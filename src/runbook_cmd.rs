//! `lko runbooks list|check`.

use anyhow::{bail, Result};
use std::sync::Arc;

use crate::alerts::{AlertSink, AlertSystem};
use crate::config::Config;
use crate::models::ObservationContext;
use crate::observe::{Observer, SystemObserver};
use crate::runbook::{ExecutionResult, Runbook, RunbookEngine};

fn load_engine(config: &Config) -> Result<RunbookEngine> {
    let (engine, err) = RunbookEngine::load(&config.runbooks.path, config.runbooks.stop_on_failure);
    if let Some(e) = err {
        bail!(e);
    }
    Ok(engine)
}

/// One listing line per runbook.
pub fn describe(runbook: &Runbook) -> String {
    let state = if runbook.enabled { "" } else { " [disabled]" };
    let mut line = format!(
        "{}{}: when {} -> {} action{}",
        runbook.name,
        state,
        runbook.trigger,
        runbook.actions.len(),
        if runbook.actions.len() == 1 { "" } else { "s" }
    );
    if let Some(desc) = &runbook.description {
        line.push_str(&format!("\n    {}", desc));
    }
    line
}

pub fn run_list(config: &Config) -> Result<()> {
    let engine = load_engine(config)?;
    if engine.runbooks().is_empty() {
        println!("No runbooks in {}.", config.runbooks.path.display());
        return Ok(());
    }
    println!("Runbooks in {}:", config.runbooks.path.display());
    for runbook in engine.runbooks() {
        println!("  {}", describe(runbook));
    }
    Ok(())
}

fn print_context(ctx: &ObservationContext) {
    println!("Observed:");
    for disk in &ctx.disk_usage {
        println!("  disk {:<24} {:>5.1}%", disk.filesystem, disk.usage_percent);
    }
    match ctx.memory_usage {
        Some(mem) => println!("  memory {:>28.1}%", mem),
        None => println!("  memory unavailable"),
    }
    println!();
}

fn print_execution(result: &ExecutionResult) {
    println!("  {} ({})", result.runbook_name, result.mode);
    for (i, action) in result.actions.iter().enumerate() {
        let status = if action.success { "ok" } else { "FAILED" };
        println!("    {}. [{}] {}: {}", i + 1, status, action.kind, action.message);
    }
    if result.aborted {
        println!("    aborted after a failed action");
    }
}

/// Observe the host and show which runbooks would fire. With `run`, execute
/// them in the configured mode.
pub async fn run_check(config: &Config, run: bool) -> Result<()> {
    let engine = load_engine(config)?;
    let ctx = SystemObserver::new().observe().await?;
    print_context(&ctx);

    let matching = engine.find_matching(&ctx);
    if matching.is_empty() {
        println!("No runbooks triggered.");
        return Ok(());
    }
    println!("Triggered:");
    for runbook in &matching {
        println!("  {}", describe(runbook));
    }
    if !run {
        return Ok(());
    }

    println!();
    let alerts: Arc<dyn AlertSink> = Arc::new(AlertSystem::new(
        config.alerts.clone(),
        config.logs.alerts_path(),
    ));
    for runbook in matching {
        let result = engine
            .execute(runbook, &ctx, config.execution_mode(), alerts.as_ref())
            .await;
        print_execution(&result);
    }
    Ok(())
}
//! Embedding provider abstraction and implementations.
//!
//! Defines the [`Embedder`] trait and concrete implementations:
//! - **[`HashEmbedder`]**: deterministic feature hashing; no model, no network.
//! - **[`OpenAIEmbedder`]**: calls the OpenAI embeddings API with batching, retry, and backoff.
//! - **[`OllamaEmbedder`]**: calls a local Ollama instance's `/api/embed` endpoint.
//! - **`LocalEmbedder`**: runs a sentence-transformer in-process via fastembed
//!   (feature `local-embeddings-fastembed`).
//!
//! Also provides vector utilities used by the incident store's on-disk format:
//! - [`vec_to_blob`]: encode a `Vec<f32>` as little-endian bytes
//! - [`blob_to_vec`]: decode little-endian bytes back into a `Vec<f32>`
//! - [`squared_l2`]: squared Euclidean distance between two vectors
//!
//! # Provider Selection
//!
//! Use [`create_embedder`] to instantiate the appropriate provider based
//! on the configuration:
//!
//! ```rust
//! # use lko_agent::config::EmbeddingConfig;
//! # use lko_agent::embedding::create_embedder;
//! let config = EmbeddingConfig::default(); // provider = "hash"
//! let embedder = create_embedder(&config).unwrap();
//! assert_eq!(embedder.model_name(), "hash");
//! assert_eq!(embedder.dims(), 384);
//! ```
//!
//! # Retry Strategy
//!
//! The OpenAI and Ollama providers use exponential backoff for transient errors:
//! - HTTP 429 (rate limited) and 5xx (server error) → retry
//! - HTTP 4xx (client error, not 429) → fail immediately
//! - Network errors → retry
//! - Backoff: 1s, 2s, 4s, 8s, 16s, 32s (capped at 2^5)

use anyhow::{bail, Result};
use async_trait::async_trait;
use std::time::Duration;

use crate::config::EmbeddingConfig;

/// Turns text into fixed-length vectors.
///
/// Implementations must be deterministic for identical input and must
/// return exactly one vector of [`dims`](Embedder::dims) floats per input
/// text, in input order.
#[async_trait]
pub trait Embedder: Send + Sync {
    /// Returns the model identifier (e.g. `"all-minilm"`).
    fn model_name(&self) -> &str;
    /// Returns the embedding vector dimensionality (e.g. `384`).
    fn dims(&self) -> usize;
    /// Embed a batch of texts.
    async fn embed(&self, texts: &[String]) -> Result<Vec<Vec<f32>>>;
}

/// Embed a single text.
///
/// Convenience wrapper around [`Embedder::embed`] for query-style use.
pub async fn embed_one(embedder: &dyn Embedder, text: &str) -> Result<Vec<f32>> {
    let results = embedder.embed(&[text.to_string()]).await?;
    results
        .into_iter()
        .next()
        .ok_or_else(|| anyhow::anyhow!("Empty embedding response"))
}

// ============ Hash Embedder ============

/// Deterministic bag-of-words embedder using signed feature hashing.
///
/// Each lower-cased alphanumeric token is hashed with FNV-1a into one of
/// `dims` buckets; the top hash bit picks the sign. The result is
/// L2-normalized, so texts sharing vocabulary land close together.
/// Empty input yields the zero vector.
pub struct HashEmbedder {
    dims: usize,
}

impl HashEmbedder {
    pub fn new(dims: usize) -> Self {
        Self { dims: dims.max(1) }
    }

    fn embed_text(&self, text: &str) -> Vec<f32> {
        let mut v = vec![0.0f32; self.dims];
        for token in tokenize(text) {
            let h = fnv1a(token.as_bytes());
            let bucket = (h % self.dims as u64) as usize;
            let sign = if h >> 63 == 1 { -1.0 } else { 1.0 };
            v[bucket] += sign;
        }
        let norm = v.iter().map(|x| x * x).sum::<f32>().sqrt();
        if norm > f32::EPSILON {
            for x in v.iter_mut() {
                *x /= norm;
            }
        }
        v
    }
}

#[async_trait]
impl Embedder for HashEmbedder {
    fn model_name(&self) -> &str {
        "hash"
    }
    fn dims(&self) -> usize {
        self.dims
    }
    async fn embed(&self, texts: &[String]) -> Result<Vec<Vec<f32>>> {
        Ok(texts.iter().map(|t| self.embed_text(t)).collect())
    }
}

fn tokenize(text: &str) -> Vec<String> {
    text.split(|c: char| !c.is_alphanumeric())
        .filter(|t| !t.is_empty())
        .map(|t| t.to_lowercase())
        .collect()
}

fn fnv1a(bytes: &[u8]) -> u64 {
    let mut h: u64 = 0xcbf2_9ce4_8422_2325;
    for b in bytes {
        h ^= *b as u64;
        h = h.wrapping_mul(0x0000_0100_0000_01b3);
    }
    h
}

// ============ OpenAI Embedder ============

/// Embedding provider using the OpenAI API.
///
/// Calls the `POST /v1/embeddings` endpoint with the configured model.
/// Requires the `OPENAI_API_KEY` environment variable to be set.
pub struct OpenAIEmbedder {
    model: String,
    dims: usize,
    api_key: String,
    client: reqwest::Client,
    max_retries: u32,
}

impl OpenAIEmbedder {
    /// Create a new OpenAI provider from configuration.
    ///
    /// # Errors
    ///
    /// Returns an error if `model` is not set in config,
    /// or if `OPENAI_API_KEY` is not in the environment.
    pub fn new(config: &EmbeddingConfig) -> Result<Self> {
        let model = config
            .model
            .clone()
            .ok_or_else(|| anyhow::anyhow!("embedding.model required for OpenAI provider"))?;
        let api_key = std::env::var("OPENAI_API_KEY")
            .map_err(|_| anyhow::anyhow!("OPENAI_API_KEY environment variable not set"))?;
        let client = reqwest::Client::builder()
            .timeout(Duration::from_secs(config.timeout_secs))
            .build()?;

        Ok(Self {
            model,
            dims: config.dims,
            api_key,
            client,
            max_retries: config.max_retries,
        })
    }
}

#[async_trait]
impl Embedder for OpenAIEmbedder {
    fn model_name(&self) -> &str {
        &self.model
    }
    fn dims(&self) -> usize {
        self.dims
    }
    async fn embed(&self, texts: &[String]) -> Result<Vec<Vec<f32>>> {
        let body = serde_json::json!({
            "model": self.model,
            "input": texts,
        });
        let request = || {
            self.client
                .post("https://api.openai.com/v1/embeddings")
                .header("Authorization", format!("Bearer {}", self.api_key))
                .json(&body)
        };
        let json = post_with_retry("OpenAI", self.max_retries, request).await?;
        let vectors = parse_openai_response(&json)?;
        check_shape(vectors, texts.len(), self.dims)
    }
}
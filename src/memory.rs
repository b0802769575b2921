//! Incident memory: an exact nearest-neighbor store over embedded incidents.
//!
//! [`VectorIndex`] is a struct-of-arrays holding a flat embedding buffer and
//! the per-record metadata, co-indexed by position. Appends are atomic: a
//! record and its embedding are pushed together or not at all.
//!
//! [`IncidentStore`] wraps the index with an [`Embedder`] and on-disk
//! persistence. Search is brute-force squared Euclidean distance over every
//! stored vector; the corpus of one host's incidents is small enough that
//! exact top-k is cheaper than maintaining an approximate index.
//!
//! # On-disk format
//!
//! Two side-by-side artifacts in the memory directory:
//!
//! | File | Contents |
//! |------|----------|
//! | `incidents.vec` | `LKOV` magic, `u32` dims, `u64` count, then `count × dims` little-endian `f32` |
//! | `incidents.json` | `{"dims": D, "records": [{"id", "text", "metadata"}]}` |
//!
//! Loading with either file missing yields an empty store.

use serde::{Deserialize, Serialize};
use serde_json::{Map, Value};
use std::path::{Path, PathBuf};
use std::sync::Arc;

use crate::embedding::{blob_to_vec, squared_l2, vec_to_blob, Embedder};
use crate::error::MemoryError;

/// Open-ended metadata attached to an incident (`problem`, `solution`,
/// `outcome`, `query`, `tools`, `timestamp`, ...).
pub type Metadata = Map<String, Value>;

const VECTOR_MAGIC: &[u8; 4] = b"LKOV";
const VECTOR_HEADER_LEN: usize = 4 + 4 + 8;

/// One remembered incident. The embedding lives in the [`VectorIndex`]
/// buffer at the same position as the record.
#[derive(Debug, Clone, PartialEq, Serialize, Deserialize)]
pub struct IncidentRecord {
    pub id: usize,
    pub text: String,
    pub metadata: Metadata,
}

/// A search result, best match first.
#[derive(Debug, Clone, PartialEq)]
pub struct SearchHit {
    pub id: usize,
    pub text: String,
    pub metadata: Metadata,
    /// Squared Euclidean distance to the query.
    pub distance: f32,
    /// `1 / (1 + distance)`, in `(0, 1]`.
    pub similarity: f32,
}

/// Embeddings and records, co-indexed by position.
#[derive(Debug, Clone)]
pub struct VectorIndex {
    dims: usize,
    data: Vec<f32>,
    records: Vec<IncidentRecord>,
}

impl VectorIndex {
    pub fn new(dims: usize) -> Self {
        Self {
            dims,
            data: Vec::new(),
            records: Vec::new(),
        }
    }

    pub fn dims(&self) -> usize {
        self.dims
    }

    pub fn len(&self) -> usize {
        self.records.len()
    }

    pub fn is_empty(&self) -> bool {
        self.records.is_empty()
    }

    /// Append one embedding and its record. Returns the new id.
    ///
    /// The record's id is assigned here so ids always equal positions.
    pub fn push(
        &mut self,
        embedding: &[f32],
        text: String,
        metadata: Metadata,
    ) -> Result<usize, MemoryError> {
        if embedding.len() != self.dims {
            return Err(MemoryError::Dimension {
                expected: self.dims,
                actual: embedding.len(),
            });
        }
        let id = self.records.len();
        self.data.extend_from_slice(embedding);
        self.records.push(IncidentRecord { id, text, metadata });
        debug_assert_eq!(self.data.len(), self.records.len() * self.dims);
        Ok(id)
    }

    pub fn embedding(&self, id: usize) -> Option<&[f32]> {
        if id >= self.records.len() {
            return None;
        }
        let start = id * self.dims;
        Some(&self.data[start..start + self.dims])
    }

    pub fn record(&self, id: usize) -> Option<&IncidentRecord> {
        self.records.get(id)
    }

    pub fn records(&self) -> &[IncidentRecord] {
        &self.records
    }

    pub fn clear(&mut self) {
        self.data.clear();
        self.records.clear();
    }

    /// Exact k-nearest neighbors of `query`, nearest first.
    ///
    /// Ties on distance are broken by insertion order.
    pub fn nearest(&self, query: &[f32], k: usize) -> Vec<(usize, f32)> {
        if k == 0 || self.is_empty() || query.len() != self.dims {
            return Vec::new();
        }
        let mut scored: Vec<(usize, f32)> = self
            .data
            .chunks_exact(self.dims)
            .enumerate()
            .map(|(id, v)| (id, squared_l2(query, v)))
            .collect();
        scored.sort_by(|a, b| a.1.total_cmp(&b.1).then_with(|| a.0.cmp(&b.0)));
        scored.truncate(k);
        scored
    }
}

/// Paths of the two persisted artifacts.
#[derive(Debug, Clone)]
pub struct StorePaths {
    pub vectors: PathBuf,
    pub metadata: PathBuf,
}

impl StorePaths {
    pub fn in_dir(dir: &Path) -> Self {
        Self {
            vectors: dir.join("incidents.vec"),
            metadata: dir.join("incidents.json"),
        }
    }
}

#[derive(Serialize, Deserialize)]
struct MetadataFile {
    dims: usize,
    records: Vec<IncidentRecord>,
}

/// Persistent, semantically searchable incident memory.
pub struct IncidentStore {
    index: VectorIndex,
    embedder: Arc<dyn Embedder>,
    paths: Option<StorePaths>,
}

impl IncidentStore {
    /// A store that lives only in memory; `save`/`load` are no-ops.
    pub fn in_memory(embedder: Arc<dyn Embedder>) -> Self {
        Self {
            index: VectorIndex::new(embedder.dims()),
            embedder,
            paths: None,
        }
    }

    /// Open the store persisted in `dir`.
    ///
    /// Missing artifacts give an empty store. Unusable artifacts are logged
    /// and also give an empty store; the next `save` overwrites them.
    pub fn open(dir: &Path, embedder: Arc<dyn Embedder>) -> Self {
        let mut store = Self {
            index: VectorIndex::new(embedder.dims()),
            embedder,
            paths: Some(StorePaths::in_dir(dir)),
        };
        match store.load() {
            Ok(n) => tracing::debug!("loaded incident store with {} records", n),
            Err(e) => tracing::warn!("starting with an empty incident store: {}", e),
        }
        store
    }

    pub fn count(&self) -> usize {
        self.index.len()
    }

    pub fn dims(&self) -> usize {
        self.index.dims()
    }

    pub fn model_name(&self) -> &str {
        self.embedder.model_name()
    }

    pub fn paths(&self) -> Option<&StorePaths> {
        self.paths.as_ref()
    }

    pub fn records(&self) -> &[IncidentRecord] {
        self.index.records()
    }

    pub fn embedding(&self, id: usize) -> Option<&[f32]> {
        self.index.embedding(id)
    }

    /// Embed `text` and remember it. Returns the new record's id.
    ///
    /// `added_at` (RFC 3339) is stamped into the metadata unless present.
    pub async fn add(&mut self, text: &str, metadata: Metadata) -> Result<usize, MemoryError> {
        let mut ids = self.add_batch(&[text.to_string()], vec![metadata]).await?;
        ids.pop()
            .ok_or_else(|| MemoryError::Embedding("embedder returned no vector".to_string()))
    }

    /// Embed all `texts` in one embedder call and remember them in order.
    ///
    /// `texts` and `metadata` must have the same length. Nothing is stored
    /// unless every text was embedded successfully.
    pub async fn add_batch(
        &mut self,
        texts: &[String],
        metadata: Vec<Metadata>,
    ) -> Result<Vec<usize>, MemoryError> {
        if texts.len() != metadata.len() {
            return Err(MemoryError::BatchLength {
                texts: texts.len(),
                metadata: metadata.len(),
            });
        }
        if texts.is_empty() {
            return Ok(Vec::new());
        }

        let vectors = self
            .embedder
            .embed(texts)
            .await
            .map_err(|e| MemoryError::Embedding(format!("{:#}", e)))?;
        if vectors.len() != texts.len() {
            return Err(MemoryError::Embedding(format!(
                "embedder returned {} vectors for {} texts",
                vectors.len(),
                texts.len()
            )));
        }
        if let Some(bad) = vectors.iter().find(|v| v.len() != self.index.dims()) {
            return Err(MemoryError::Dimension {
                expected: self.index.dims(),
                actual: bad.len(),
            });
        }

        let added_at = chrono::Utc::now().to_rfc3339();
        let mut ids = Vec::with_capacity(texts.len());
        for ((text, vector), mut meta) in texts.iter().zip(vectors.iter()).zip(metadata) {
            meta.entry("added_at")
                .or_insert_with(|| Value::String(added_at.clone()));
            ids.push(self.index.push(vector, text.clone(), meta)?);
        }
        Ok(ids)
    }

    /// The `k` stored incidents closest to `query`, most similar first.
    ///
    /// Returns `min(k, count)` hits; an empty store returns no hits without
    /// calling the embedder.
    pub async fn search(&self, query: &str, k: usize) -> Result<Vec<SearchHit>, MemoryError> {
        if self.index.is_empty() || k == 0 {
            return Ok(Vec::new());
        }
        let query_vec = crate::embedding::embed_one(self.embedder.as_ref(), query)
            .await
            .map_err(|e| MemoryError::Embedding(format!("{:#}", e)))?;
        if query_vec.len() != self.index.dims() {
            return Err(MemoryError::Dimension {
                expected: self.index.dims(),
                actual: query_vec.len(),
            });
        }

        let hits = self
            .index
            .nearest(&query_vec, k)
            .into_iter()
            .filter_map(|(id, distance)| {
                self.index.record(id).map(|r| SearchHit {
                    id,
                    text: r.text.clone(),
                    metadata: r.metadata.clone(),
                    distance,
                    similarity: 1.0 / (1.0 + distance),
                })
            })
            .collect();
        Ok(hits)
    }

    /// Write both artifacts. Each file is written to a temp path and renamed.
    pub fn save(&self) -> Result<(), MemoryError> {
        let Some(paths) = &self.paths else {
            return Ok(());
        };
        for path in [&paths.vectors, &paths.metadata] {
            if let Some(parent) = path.parent() {
                std::fs::create_dir_all(parent)
                    .map_err(|e| MemoryError::persistence(parent, e))?;
            }
        }

        let mut vec_bytes = Vec::with_capacity(VECTOR_HEADER_LEN + self.index.data.len() * 4);
        vec_bytes.extend_from_slice(VECTOR_MAGIC);
        vec_bytes.extend_from_slice(&(self.index.dims() as u32).to_le_bytes());
        vec_bytes.extend_from_slice(&(self.index.len() as u64).to_le_bytes());
        vec_bytes.extend_from_slice(&vec_to_blob(&self.index.data));

        let meta = MetadataFile {
            dims: self.index.dims(),
            records: self.index.records().to_vec(),
        };
        let meta_bytes = serde_json::to_vec_pretty(&meta)
            .map_err(|e| MemoryError::persistence(&paths.metadata, e))?;

        write_atomic(&paths.vectors, &vec_bytes)?;
        write_atomic(&paths.metadata, &meta_bytes)?;
        tracing::debug!("saved incident store with {} records", self.index.len());
        Ok(())
    }

    /// Replace the in-memory contents with the persisted artifacts.
    ///
    /// Returns the number of records loaded. A missing artifact (either of
    /// the pair) is not an error and leaves the store empty. On any error
    /// the store is also left empty.
    pub fn load(&mut self) -> Result<usize, MemoryError> {
        self.index.clear();
        let Some(paths) = self.paths.clone() else {
            return Ok(0);
        };
        if !paths.vectors.exists() || !paths.metadata.exists() {
            return Ok(0);
        }

        let loaded = read_artifacts(&paths, self.index.dims())?;
        self.index = loaded;
        Ok(self.index.len())
    }
}

fn read_artifacts(paths: &StorePaths, dims: usize) -> Result<VectorIndex, MemoryError> {
    let vec_bytes =
        std::fs::read(&paths.vectors).map_err(|e| MemoryError::persistence(&paths.vectors, e))?;
    if vec_bytes.len() < VECTOR_HEADER_LEN || &vec_bytes[..4] != VECTOR_MAGIC {
        return Err(MemoryError::persistence(&paths.vectors, "bad header"));
    }
    let file_dims = u32::from_le_bytes([vec_bytes[4], vec_bytes[5], vec_bytes[6], vec_bytes[7]]) as usize;
    let mut count_bytes = [0u8; 8];
    count_bytes.copy_from_slice(&vec_bytes[8..16]);
    let count = u64::from_le_bytes(count_bytes) as usize;

    if file_dims != dims {
        return Err(MemoryError::persistence(
            &paths.vectors,
            format!("stored dims {} differ from embedder dims {}", file_dims, dims),
        ));
    }
    let payload = &vec_bytes[VECTOR_HEADER_LEN..];
    let expected_len = count
        .checked_mul(dims)
        .and_then(|n| n.checked_mul(4))
        .ok_or_else(|| MemoryError::persistence(&paths.vectors, "count overflow"))?;
    if payload.len() != expected_len {
        return Err(MemoryError::persistence(
            &paths.vectors,
            format!("expected {} payload bytes, found {}", expected_len, payload.len()),
        ));
    }

    let meta_bytes =
        std::fs::read(&paths.metadata).map_err(|e| MemoryError::persistence(&paths.metadata, e))?;
    let meta: MetadataFile = serde_json::from_slice(&meta_bytes)
        .map_err(|e| MemoryError::persistence(&paths.metadata, e))?;
    if meta.dims != dims || meta.records.len() != count {
        return Err(MemoryError::persistence(
            &paths.metadata,
            format!(
                "{} records at {} dims do not pair with {} vectors at {} dims",
                meta.records.len(),
                meta.dims,
                count,
                dims
            ),
        ));
    }

    let data = blob_to_vec(payload);
    let mut index = VectorIndex::new(dims);
    for (position, (record, vector)) in meta
        .records
        .into_iter()
        .zip(data.chunks_exact(dims.max(1)))
        .enumerate()
    {
        if record.id != position {
            return Err(MemoryError::persistence(
                &paths.metadata,
                format!("record at position {} has id {}", position, record.id),
            ));
        }
        index.push(vector, record.text, record.metadata)?;
    }
    Ok(index)
}

fn write_atomic(path: &Path, bytes: &[u8]) -> Result<(), MemoryError> {
    let mut tmp = path.as_os_str().to_owned();
    tmp.push(".tmp");
    let tmp = PathBuf::from(tmp);
    std::fs::write(&tmp, bytes).map_err(|e| MemoryError::persistence(&tmp, e))?;
    std::fs::rename(&tmp, path).map_err(|e| MemoryError::persistence(path, e))
}

/// Build a [`Metadata`] map from string pairs.
pub fn metadata_from<I, K, V>(pairs: I) -> Metadata
where
    I: IntoIterator<Item = (K, V)>,
    K: Into<String>,
    V: Into<Value>,
{
    pairs
        .into_iter()
        .map(|(k, v)| (k.into(), v.into()))
        .collect()
}
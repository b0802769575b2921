//! Agent statistics: incident memory, logs and runbooks at a glance.
//!
//! Used by `lko stats` to confirm the daemon is recording what it sees.

use anyhow::Result;
use std::path::{Path, PathBuf};

use crate::config::Config;
use crate::incidents::JsonlLog;
use crate::logs::MANAGED_LOGS;
use crate::runbook::load_runbooks;
use crate::search::open_store;

/// Size and line count of one managed log.
struct LogStats {
    name: &'static str,
    bytes: u64,
    lines: Option<usize>,
}

pub async fn run_stats(config: &Config) -> Result<()> {
    let store = open_store(config)?;
    let vec_path = store.paths().map(|p| p.vectors.clone());
    let store_size = vec_path
        .as_deref()
        .and_then(|p| std::fs::metadata(p).ok())
        .map(|m| m.len())
        .unwrap_or(0);

    let (runbooks, runbook_err) = load_runbooks(&config.runbooks.path);
    let enabled = runbooks.iter().filter(|r| r.enabled).count();

    println!("LKO Agent - Stats");
    println!("=================");
    println!();
    println!("  Mode:        {}", config.execution_mode());
    println!("  Memory:      {}", config.memory.dir.display());
    println!("  Incidents:   {}", store.count());
    println!("  Embedding:   {} ({} dims)", store.model_name(), store.dims());
    println!("  Index size:  {}", format_bytes(store_size));
    println!();
    println!("  Runbooks:    {} ({} enabled)", runbooks.len(), enabled);
    if let Some(e) = runbook_err {
        println!("  Runbook error: {}", e);
    }

    let logs = collect_log_stats(&config.logs.dir);
    println!();
    println!("  Logs in {}:", config.logs.dir.display());
    println!("  {:<18} {:>10} {:>8}", "FILE", "SIZE", "LINES");
    println!("  {}", "-".repeat(38));
    for log in &logs {
        let lines = log
            .lines
            .map(|n| n.to_string())
            .unwrap_or_else(|| "-".to_string());
        println!("  {:<18} {:>10} {:>8}", log.name, format_bytes(log.bytes), lines);
    }
    println!();
    Ok(())
}

fn collect_log_stats(dir: &Path) -> Vec<LogStats> {
    MANAGED_LOGS
        .iter()
        .map(|name| {
            let path: PathBuf = dir.join(name);
            let bytes = std::fs::metadata(&path).map(|m| m.len()).unwrap_or(0);
            let lines = if name.ends_with(".jsonl") {
                JsonlLog::new(&path).len().ok()
            } else {
                None
            };
            LogStats { name, bytes, lines }
        })
        .collect()
}

/// Format a byte count as a human-readable string.
pub fn format_bytes(bytes: u64) -> String {
    if bytes < 1024 {
        format!("{} B", bytes)
    } else if bytes < 1024 * 1024 {
        format!("{:.1} KB", bytes as f64 / 1024.0)
    } else if bytes < 1024 * 1024 * 1024 {
        format!("{:.1} MB", bytes as f64 / (1024.0 * 1024.0))
    } else {
        format!("{:.2} GB", bytes as f64 / (1024.0 * 1024.0 * 1024.0))
    }
}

━━━━━━

Exercise prompt:
Among the entries above, how many lines include "that"? State the number and nothing else.

Reply to the exercise:
2